The task
From the entries below, give the number of lines where the word "EventStore" occurs, and nothing else.
=== Data ===
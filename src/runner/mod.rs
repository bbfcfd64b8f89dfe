//! Subscription runner: the long-lived loop driving one subscription.
//!
//! ```text
//! Idle -> Starting -> Running -> Stopping -> Stopped
//!            |           |
//!            +-----------+--> Faulted
//! ```
//!
//! Each iteration loads the checkpoint, reads the next batch strictly after
//! it and hands the batch to a [`Checkpointer`]. Cancellation is observed at
//! the top of the loop and while waiting (for new events or between
//! retries), never in the middle of a batch, so a stop always lets the
//! in-flight batch commit or roll back first.

use std::fmt;
use std::sync::Arc;
use std::time::Duration;

use tokio::sync::watch;
use tokio::task::JoinHandle;
use tracing::{debug, error, info, info_span, warn, Instrument};

use crate::model::{BatchProcessingOptions, Position};
use crate::outcome::{FailureReason, StoreResult};
use crate::processing::Checkpointer;
use crate::storage::{EventStore, StorageError, SubscriptionLock};
use crate::utils::retry::RetryConfig;

/// Lifecycle state of a runner.
#[derive(Debug, Clone, Copy, PartialEq, Eq)]
pub enum RunnerState {
    Idle,
    Starting,
    Running,
    Stopping,
    Stopped,
    Faulted,
}

impl RunnerState {
    /// Whether the runner has exited.
    pub fn is_terminal(self) -> bool {
        matches!(self, Self::Stopped | Self::Faulted)
    }
}

impl fmt::Display for RunnerState {
    fn fmt(&self, f: &mut fmt::Formatter<'_>) -> fmt::Result {
        let name = match self {
            Self::Idle => "idle",
            Self::Starting => "starting",
            Self::Running => "running",
            Self::Stopping => "stopping",
            Self::Stopped => "stopped",
            Self::Faulted => "faulted",
        };
        f.write_str(name)
    }
}

/// Published on every state change and every committed batch.
#[derive(Debug, Clone, PartialEq, Eq)]
pub struct RunnerStatus {
    pub state: RunnerState,
    /// Last position known to be committed.
    pub last_position: Option<Position>,
}

/// Errors that end a runner.
#[derive(Debug, thiserror::Error)]
pub enum RunnerError {
    #[error("Subscription {0} is locked by another runner")]
    LockHeld(String),

    #[error("Subscription {subscription_id} faulted after position {position:?}: {reason}")]
    Faulted {
        subscription_id: String,
        /// Last committed position; the failing batch starts right after it.
        position: Option<Position>,
        reason: FailureReason,
    },

    #[error("Storage error: {0}")]
    Storage(#[from] StorageError),

    #[error("Runner task failed: {0}")]
    Join(#[from] tokio::task::JoinError),
}

/// Idle polling intervals.
#[derive(Debug, Clone, PartialEq, Eq)]
pub struct PollSettings {
    /// First wait after an empty read.
    pub poll_interval: Duration,
    /// Cap for consecutive empty reads; the wait doubles up to this.
    pub max_poll_interval: Duration,
}

impl Default for PollSettings {
    fn default() -> Self {
        Self {
            poll_interval: Duration::from_millis(100),
            max_poll_interval: Duration::from_secs(5),
        }
    }
}

/// Drives one subscription until stopped or faulted.
pub struct SubscriptionRunner {
    events: Arc<dyn EventStore>,
    checkpointer: Arc<dyn Checkpointer>,
    options: BatchProcessingOptions,
    lock: Option<Arc<dyn SubscriptionLock>>,
    retry: RetryConfig,
    poll: PollSettings,
}

impl SubscriptionRunner {
    pub fn new(
        events: Arc<dyn EventStore>,
        checkpointer: Arc<dyn Checkpointer>,
        options: BatchProcessingOptions,
    ) -> Self {
        Self {
            events,
            checkpointer,
            options,
            lock: None,
            retry: RetryConfig::default(),
            poll: PollSettings::default(),
        }
    }

    /// Hold `lock` for the lifetime of the runner.
    pub fn with_lock(mut self, lock: Arc<dyn SubscriptionLock>) -> Self {
        self.lock = Some(lock);
        self
    }

    pub fn with_retry(mut self, retry: RetryConfig) -> Self {
        self.retry = retry;
        self
    }

    pub fn with_poll(mut self, poll: PollSettings) -> Self {
        self.poll = poll;
        self
    }

    /// Spawn the runner on the current tokio runtime.
    pub fn start(self) -> RunnerHandle {
        let (cancel_tx, cancel_rx) = watch::channel(false);
        let (status_tx, status_rx) = watch::channel(RunnerStatus {
            state: RunnerState::Idle,
            last_position: None,
        });

        let span = info_span!(
            "subscription",
            subscription = %self.checkpointer.subscription_id(),
            scope = %self.options.scope,
        );
        let join = tokio::spawn(self.run(cancel_rx, status_tx).instrument(span));

        RunnerHandle {
            cancel: cancel_tx,
            status: status_rx,
            join,
        }
    }

    async fn run(
        self,
        mut cancel: watch::Receiver<bool>,
        status: watch::Sender<RunnerStatus>,
    ) -> Result<(), RunnerError> {
        let subscription_id = self.checkpointer.subscription_id().to_string();
        set_state(&status, RunnerState::Starting);

        let guard = match &self.lock {
            Some(lock) => match lock.try_acquire(&subscription_id).await {
                Ok(Some(guard)) => Some(guard),
                Ok(None) => {
                    error!("Subscription lock held elsewhere, refusing to start");
                    set_state(&status, RunnerState::Faulted);
                    return Err(RunnerError::LockHeld(subscription_id));
                }
                Err(e) => {
                    error!(error = %e, "Failed to acquire subscription lock");
                    set_state(&status, RunnerState::Faulted);
                    return Err(e.into());
                }
            },
            None => None,
        };

        let result = match self.checkpointer.load().await {
            Ok(checkpoint) => {
                status.send_modify(|s| {
                    s.state = RunnerState::Running;
                    s.last_position = checkpoint.position;
                });
                info!(position = ?checkpoint.position, batch_size = self.options.batch_size, "Subscription running");
                self.run_loop(&subscription_id, &mut cancel, &status).await
            }
            Err(e) => {
                error!(error = %e, "Failed to load checkpoint at startup");
                Err(e.into())
            }
        };

        if let (Some(lock), Some(guard)) = (&self.lock, guard) {
            if let Err(e) = lock.release(guard).await {
                warn!(error = %e, "Failed to release subscription lock");
            }
        }

        match &result {
            Ok(()) => {
                set_state(&status, RunnerState::Stopped);
                info!("Subscription stopped");
            }
            Err(e) => {
                set_state(&status, RunnerState::Faulted);
                error!(error = %e, "Subscription faulted");
            }
        }
        result
    }

    async fn run_loop(
        &self,
        subscription_id: &str,
        cancel: &mut watch::Receiver<bool>,
        status: &watch::Sender<RunnerStatus>,
    ) -> Result<(), RunnerError> {
        let mut attempt = 0u32;
        let mut idle_wait = self.poll.poll_interval;

        loop {
            if cancel_requested(cancel) {
                set_state(status, RunnerState::Stopping);
                return Ok(());
            }

            let checkpoint = match self.checkpointer.load().await {
                Ok(checkpoint) => checkpoint,
                Err(e) => {
                    let reason = FailureReason::Transient(e.to_string());
                    if self.back_off(subscription_id, None, reason, &mut attempt, cancel).await? {
                        set_state(status, RunnerState::Stopping);
                        return Ok(());
                    }
                    continue;
                }
            };

            let batch = self
                .events
                .read_forward(
                    &self.options.scope,
                    checkpoint.position,
                    self.options.batch_size as usize,
                )
                .await;
            let events = match batch {
                Ok(events) => events,
                Err(e) => {
                    let reason = FailureReason::Transient(e.to_string());
                    if self
                        .back_off(subscription_id, checkpoint.position, reason, &mut attempt, cancel)
                        .await?
                    {
                        set_state(status, RunnerState::Stopping);
                        return Ok(());
                    }
                    continue;
                }
            };

            if events.is_empty() {
                attempt = 0;
                if wait_or_cancel(idle_wait, cancel).await {
                    set_state(status, RunnerState::Stopping);
                    return Ok(());
                }
                idle_wait = (idle_wait * 2).min(self.poll.max_poll_interval);
                continue;
            }
            idle_wait = self.poll.poll_interval;

            let to = events.last().map(|e| e.position);
            debug!(from = ?checkpoint.position, to = ?to, count = events.len(), "Processing batch");

            match self
                .checkpointer
                .process(&events, &checkpoint, &self.options)
                .await
            {
                StoreResult::Success => {
                    attempt = 0;
                    status.send_modify(|s| s.last_position = to);
                }
                StoreResult::Failure(reason) if reason.is_conflict() => {
                    warn!(%reason, "Checkpoint moved underneath us, reloading");
                }
                StoreResult::Failure(reason) if reason.is_retryable() => {
                    if self
                        .back_off(subscription_id, checkpoint.position, reason, &mut attempt, cancel)
                        .await?
                    {
                        set_state(status, RunnerState::Stopping);
                        return Ok(());
                    }
                }
                StoreResult::Failure(reason) => {
                    return Err(RunnerError::Faulted {
                        subscription_id: subscription_id.to_string(),
                        position: checkpoint.position,
                        reason,
                    });
                }
            }
        }
    }

    /// Wait before the next attempt, or fault when the budget is spent.
    ///
    /// Returns `true` when cancelled while waiting.
    async fn back_off(
        &self,
        subscription_id: &str,
        position: Option<Position>,
        reason: FailureReason,
        attempt: &mut u32,
        cancel: &mut watch::Receiver<bool>,
    ) -> Result<bool, RunnerError> {
        if !self.retry.should_retry(*attempt) {
            return Err(RunnerError::Faulted {
                subscription_id: subscription_id.to_string(),
                position,
                reason,
            });
        }

        let delay = self.retry.delay_for_attempt(*attempt);
        *attempt += 1;
        warn!(
            %reason,
            kind = reason.kind(),
            attempt = *attempt,
            max_retries = self.retry.max_retries,
            delay = ?delay,
            "Batch failed, backing off"
        );
        Ok(wait_or_cancel(delay, cancel).await)
    }
}

fn set_state(status: &watch::Sender<RunnerStatus>, state: RunnerState) {
    status.send_modify(|s| s.state = state);
}

/// Stop was requested, or the handle is gone.
fn cancel_requested(cancel: &watch::Receiver<bool>) -> bool {
    *cancel.borrow() || cancel.has_changed().is_err()
}

/// Sleep for `duration` unless cancelled first. Returns `true` if cancelled.
async fn wait_or_cancel(duration: Duration, cancel: &mut watch::Receiver<bool>) -> bool {
    tokio::select! {
        _ = tokio::time::sleep(duration) => false,
        changed = cancel.changed() => match changed {
            Ok(()) => *cancel.borrow(),
            Err(_) => true,
        },
    }
}

/// Handle to a running subscription.
///
/// Dropping the handle also stops the runner at its next wait.
pub struct RunnerHandle {
    cancel: watch::Sender<bool>,
    status: watch::Receiver<RunnerStatus>,
    join: JoinHandle<Result<(), RunnerError>>,
}

impl RunnerHandle {
    pub fn state(&self) -> RunnerState {
        self.status.borrow().state
    }

    pub fn status(&self) -> RunnerStatus {
        self.status.borrow().clone()
    }

    /// Watch status changes.
    pub fn subscribe(&self) -> watch::Receiver<RunnerStatus> {
        self.status.clone()
    }

    /// Wait until the status satisfies `predicate`, returning that status.
    ///
    /// Returns the final status if the runner exits first.
    pub async fn wait_for(&self, predicate: impl Fn(&RunnerStatus) -> bool) -> RunnerStatus {
        let mut rx = self.status.clone();
        if let Ok(status) = rx.wait_for(|s| predicate(s)).await {
            return status.clone();
        }
        let last = rx.borrow().clone();
        last
    }

    /// Ask the runner to stop without waiting.
    pub fn request_stop(&self) {
        let _ = self.cancel.send(true);
    }

    /// Signal stop and wait for the in-flight batch to finish.
    pub async fn stop(self) -> Result<(), RunnerError> {
        self.request_stop();
        self.wait().await
    }

    /// Wait for the runner to exit on its own.
    pub async fn wait(self) -> Result<(), RunnerError> {
        self.join.await?
    }
}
===
Reply
3